Zikmund of Pernštejn (also spelled Sigmund of Pernstein; c. 1437 – 1473 or later) was a Moravian nobleman. He was a supporter of the Bohemian King George of Poděbrady and was taken prisoner by the anti-king Matthias Corvinus.

== Life ==
Zikmund was a member of the Moravian noble Pernštejn family. His parents were Jan II of Pernštejn and his first wife Barbora of Waldstein.

Like his father and his younger brother Vilém, Zikmund supported the Bohemian King George of Poděbrady. Around the middle 1460s, his father transferred Zubštejn Castle and the associated Lordship to him. In 1467, he was taken prisoner by the Hungarian King Matthias Corvinus, who wanted to gain the crown of Bohemia. He and John of Košumberk were taken to Brno and held there. It is not known when he was released. However, his daughter Dorothea was born in 1470, suggesting that he was released no later than 1469.

In early 1470, he was again taken prisoner. This time, he was held by Zdeněk Konopišťský of Sternberg, the leader of the Zelená Hora Alliance at his residence in Polná. Zikmund father and his brother Vilém tried to achieve Zikmund's release. They failed, however, even after George of Poděbrady died in 1471. They supported the newly elected king Vladislaus II of Bohemia and Hungary, who granted them certain rights over the monastery at Oslavany and the Porta coeli Convent at Tišnov in 1471 and 1472. They provided money for Zikmund's release. Matthias Corvinus, however, demanded that Zikmund change over to his side in the conflict, and probably also that Zikmund convert to Catholicism. Corvinus's advisor, the later bishop John Filipec, was committed to negotiating Zikmund's release. On 14 November 1472 in Sopron, Vilém signed an agreement, under which Zikmund should be released not later than 2 February 1473.

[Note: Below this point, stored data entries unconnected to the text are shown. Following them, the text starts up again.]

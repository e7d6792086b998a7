//! Message templates.
//!
//! A template is text with `{Name}` holes that are filled from the event's
//! properties when the message is rendered. Supported hole syntax:
//!
//! - `{Name}`: plain property; `{@Name}` / `{$Name}` capture hints are accepted
//!   and ignored for lookup
//! - `{Name,10}` / `{Name,-10}`: right / left alignment padding, up to 1024 wide
//! - `{Name:l}`: render text without surrounding quotes
//! - `{{` and `}}`: literal braces
//!
//! A hole whose property is missing renders as its original text. Malformed
//! holes are kept verbatim.

use std::fmt::Write as _;

use crate::property::{PropertyValue, ScalarValue};

/// A parsed message template.
#[derive(Clone, Debug, PartialEq)]
pub struct MessageTemplate {
    text: String,
    tokens: Vec<Token>,
}

#[derive(Clone, Debug, PartialEq)]
enum Token {
    Text(String),
    Property(PropertyToken),
}

#[derive(Clone, Debug, PartialEq)]
struct PropertyToken {
    raw: String,
    name: String,
    alignment: Option<Alignment>,
    format: Option<String>,
}

#[derive(Clone, Copy, Debug, PartialEq)]
struct Alignment {
    width: usize,
    left: bool,
}

impl MessageTemplate {
    /// Parse template text.
    #[must_use]
    pub fn parse(text: &str) -> Self {
        Self {
            text: text.to_string(),
            tokens: tokenize(text),
        }
    }

    /// The raw, unrendered template text.
    #[must_use]
    pub fn text(&self) -> &str {
        &self.text
    }

    /// Names of the properties referenced by the template, in order.
    pub fn property_names(&self) -> impl Iterator<Item = &str> {
        self.tokens.iter().filter_map(|t| match t {
            Token::Property(p) => Some(p.name.as_str()),
            Token::Text(_) => None,
        })
    }

    /// Render the template, resolving holes against `properties`.
    #[must_use]
    pub fn render(&self, properties: &[(String, PropertyValue)]) -> String {
        let mut out = String::with_capacity(self.text.len());
        for token in &self.tokens {
            match token {
                Token::Text(text) => out.push_str(text),
                Token::Property(prop) => {
                    let value = properties
                        .iter()
                        .find(|(name, _)| *name == prop.name)
                        .map(|(_, v)| v);
                    match value {
                        Some(value) => {
                            let rendered = render_value(value, prop.format.as_deref());
                            pad(&mut out, &rendered, prop.alignment);
                        }
                        None => out.push_str(&prop.raw),
                    }
                }
            }
        }
        out
    }
}

impl From<&str> for MessageTemplate {
    fn from(text: &str) -> Self {
        Self::parse(text)
    }
}

impl From<String> for MessageTemplate {
    fn from(text: String) -> Self {
        Self::parse(&text)
    }
}

fn render_value(value: &PropertyValue, format: Option<&str>) -> String {
    let literal = format.is_some_and(|f| f.contains('l'));
    match value {
        PropertyValue::Scalar(ScalarValue::Text(s)) if literal => s.clone(),
        PropertyValue::Scalar(scalar) => scalar.to_quoted_string(),
        other => other.to_string(),
    }
}

fn pad(out: &mut String, rendered: &str, alignment: Option<Alignment>) {
    let Some(Alignment { width, left }) = alignment else {
        out.push_str(rendered);
        return;
    };
    let _ = if left {
        write!(out, "{rendered:<width$}")
    } else {
        write!(out, "{rendered:>width$}")
    };
}

fn tokenize(text: &str) -> Vec<Token> {
    let mut tokens = Vec::new();
    let mut literal = String::new();
    let mut chars = text.char_indices().peekable();

    while let Some((i, c)) = chars.next() {
        match c {
            '{' => {
                if matches!(chars.peek(), Some((_, '{'))) {
                    let _ = chars.next();
                    literal.push('{');
                    continue;
                }
                let Some(end) = text[i + 1..].find('}').map(|e| i + 1 + e) else {
                    literal.push_str(&text[i..]);
                    break;
                };
                let raw = &text[i..=end];
                match parse_hole(raw) {
                    Some(prop) => {
                        if !literal.is_empty() {
                            tokens.push(Token::Text(std::mem::take(&mut literal)));
                        }
                        tokens.push(Token::Property(prop));
                    }
                    None => literal.push_str(raw),
                }
                while chars.peek().is_some_and(|(j, _)| *j <= end) {
                    let _ = chars.next();
                }
            }
            '}' => {
                if matches!(chars.peek(), Some((_, '}'))) {
                    let _ = chars.next();
                }
                literal.push('}');
            }
            c => literal.push(c),
        }
    }

    if !literal.is_empty() {
        tokens.push(Token::Text(literal));
    }
    tokens
}

/// Parse `{[@$]name[,align][:format]}`.
fn parse_hole(raw: &str) -> Option<PropertyToken> {
    let inner = &raw[1..raw.len() - 1];
    let inner = inner.strip_prefix(['@', '$']).unwrap_or(inner);

    let (head, format) = match inner.split_once(':') {
        Some((head, format)) => (head, Some(format.to_string())),
        None => (inner, None),
    };
    let (name, alignment) = match head.split_once(',') {
        Some((name, align)) => (name, Some(parse_alignment(align)?)),
        None => (head, None),
    };

    let valid = !name.is_empty() && name.chars().all(|c| c.is_alphanumeric() || c == '_');
    valid.then(|| PropertyToken {
        raw: raw.to_string(),
        name: name.to_string(),
        alignment,
        format,
    })
}

/// Widest accepted alignment; larger widths make the hole plain text.
const MAX_ALIGNMENT: usize = 1024;

fn parse_alignment(spec: &str) -> Option<Alignment> {
    let spec = spec.trim();
    let (left, digits) = match spec.strip_prefix('-') {
        Some(rest) => (true, rest),
        None => (false, spec),
    };
    let width = digits.parse::<usize>().ok().filter(|w| *w <= MAX_ALIGNMENT)?;
    Some(Alignment { width, left })
}

// ─────────────────────────────────────────────────────────────────────────────
// Tests
// ─────────────────────────────────────────────────────────────────────────────

#[cfg(test)]
mod tests {
    use super::*;

    fn props(pairs: &[(&str, PropertyValue)]) -> Vec<(String, PropertyValue)> {
        pairs
            .iter()
            .map(|(k, v)| ((*k).to_string(), v.clone()))
            .collect()
    }

    #[test]
    fn plain_text_renders_unchanged() {
        let t = MessageTemplate::parse("hello world");
        assert_eq!(t.render(&[]), "hello world");
        assert_eq!(t.text(), "hello world");
    }

    #[test]
    fn text_property_is_quoted() {
        let t = MessageTemplate::parse("Hello {Name}");
        let p = props(&[("Name", PropertyValue::from("Roc"))]);
        assert_eq!(t.render(&p), "Hello \"Roc\"");
    }

    #[test]
    fn literal_format_drops_quotes() {
        let t = MessageTemplate::parse("Hello {Name:l}");
        let p = props(&[("Name", PropertyValue::from("Roc"))]);
        assert_eq!(t.render(&p), "Hello Roc");
    }

    #[test]
    fn numbers_render_bare() {
        let t = MessageTemplate::parse("Age {Age}");
        let p = props(&[("Age", PropertyValue::from(30))]);
        assert_eq!(t.render(&p), "Age 30");
    }

    #[test]
    fn capture_hints_are_ignored_for_lookup() {
        let t = MessageTemplate::parse("User {@User} as {$Id}");
        let p = props(&[
            (
                "User",
                PropertyValue::structure(Some("User"), [("Id", PropertyValue::from(1))]),
            ),
            ("Id", PropertyValue::from(7)),
        ]);
        assert_eq!(t.render(&p), "User User { Id: 1 } as 7");
        assert_eq!(t.property_names().collect::<Vec<_>>(), vec!["User", "Id"]);
    }

    #[test]
    fn missing_property_keeps_raw_hole() {
        let t = MessageTemplate::parse("Value {Missing,5:l} end");
        assert_eq!(t.render(&[]), "Value {Missing,5:l} end");
    }

    #[test]
    fn escaped_braces() {
        let t = MessageTemplate::parse("{{literal}} {X}");
        let p = props(&[("X", PropertyValue::from(1))]);
        assert_eq!(t.render(&p), "{literal} 1");
    }

    #[test]
    fn alignment_pads_both_directions() {
        let t = MessageTemplate::parse("[{A,4}][{B,-4}]");
        let p = props(&[("A", PropertyValue::from(1)), ("B", PropertyValue::from(2))]);
        assert_eq!(t.render(&p), "[   1][2   ]");
    }

    #[test]
    fn oversized_alignment_is_text() {
        let t = MessageTemplate::parse("[{A,2000000000}][{B,-1025}][{C,1024}]");
        let p = props(&[
            ("A", PropertyValue::from(1)),
            ("B", PropertyValue::from(2)),
            ("C", PropertyValue::from(3)),
        ]);
        let rendered = t.render(&p);
        assert!(rendered.starts_with("[{A,2000000000}][{B,-1025}]["));
        assert_eq!(rendered.len(), "[{A,2000000000}][{B,-1025}][]".len() + 1024);
        assert_eq!(t.property_names().collect::<Vec<_>>(), vec!["C"]);
    }

    #[test]
    fn unterminated_hole_is_text() {
        let t = MessageTemplate::parse("broken {Name");
        assert_eq!(t.render(&[]), "broken {Name");
        assert_eq!(t.property_names().count(), 0);
    }

    #[test]
    fn invalid_hole_is_text() {
        let t = MessageTemplate::parse("{not valid} {}");
        assert_eq!(t.render(&[]), "{not valid} {}");
    }

    #[test]
    fn positional_hole_matches_numeric_name() {
        let t = MessageTemplate::parse("{0} and {1}");
        let p = props(&[("0", PropertyValue::from("a")), ("1", PropertyValue::from(2))]);
        assert_eq!(t.render(&p), "\"a\" and 2");
    }

    #[test]
    fn multibyte_text_survives() {
        let t = MessageTemplate::parse("北京 {City:l}!");
        let p = props(&[("City", PropertyValue::from("上海"))]);
        assert_eq!(t.render(&p), "北京 上海!");
    }

    mod proptests {
        use super::*;
        use proptest::prelude::*;

        proptest! {
            #[test]
            fn brace_free_text_round_trips(s in "[^{}]*") {
                let t = MessageTemplate::parse(&s);
                prop_assert_eq!(t.render(&[]), s);
            }
        }
    }
}
//! `retoken-http` is an async HTTP client for bearer-token JSON APIs.
//!
//! Every response flows through a refresh interceptor: the first 401 on a
//! request triggers a one-time token refresh and resubmission. Entry points:
//! - [`RetokenClient::send`] (and the per-method conveniences)
//! - [`RetokenClient::login`] / [`RetokenClient::logout`]
//! - [`CredentialStore`] for pluggable credential persistence

mod client;
mod credentials;
mod error;
mod options;
mod request;
mod types;
mod wire;

pub use client::RetokenClient;
pub use credentials::{
    store_from_env, CredentialStore, Credentials, FileCredentialStore, MemoryCredentialStore,
};
pub use error::RetokenError;
pub use options::ClientOptions;
pub use request::ApiRequest;
pub use types::ApiResponse;

pub type Result<T> = std::result::Result<T, RetokenError>;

Zikmund's health was probably undermined by his captivity and he did not enjoy his regained freedom for long. He died in 1473 or later. His widow Eliška of Boskovice received Zubštejn Castle as her widow seat. She continued to live there with her young daughters. In 1473, she remarried with Linhart of Guttenstein and Zubštejn fell back to her first father-in-law Jan II of Pernštejn.

== Marriage and issue ==
Zikmund married twice. His first wife was named Eliška; nothing is known about her background. With her, he had a daughter:
- Bohunka (died after 1478)

Zikmund married his second wife in 1437. She was Eliška of Boskovice. With her, he had three more daughters:
- Kunka (c. 1464 – after 1481), married in January 1480 with John Boček Dürrteufel (Suchý Čert), a son of Jan III Dürrteufel of Kunštát
- Dorothea Dorota (c. 1470 – before 1488), married before 1488 with Ctibor of Landštejn
- Machna (c. 1472 – between 1515 and 1520), married in 1488 with Peter the Elder of Zierotin and Šumperk (d. 1530)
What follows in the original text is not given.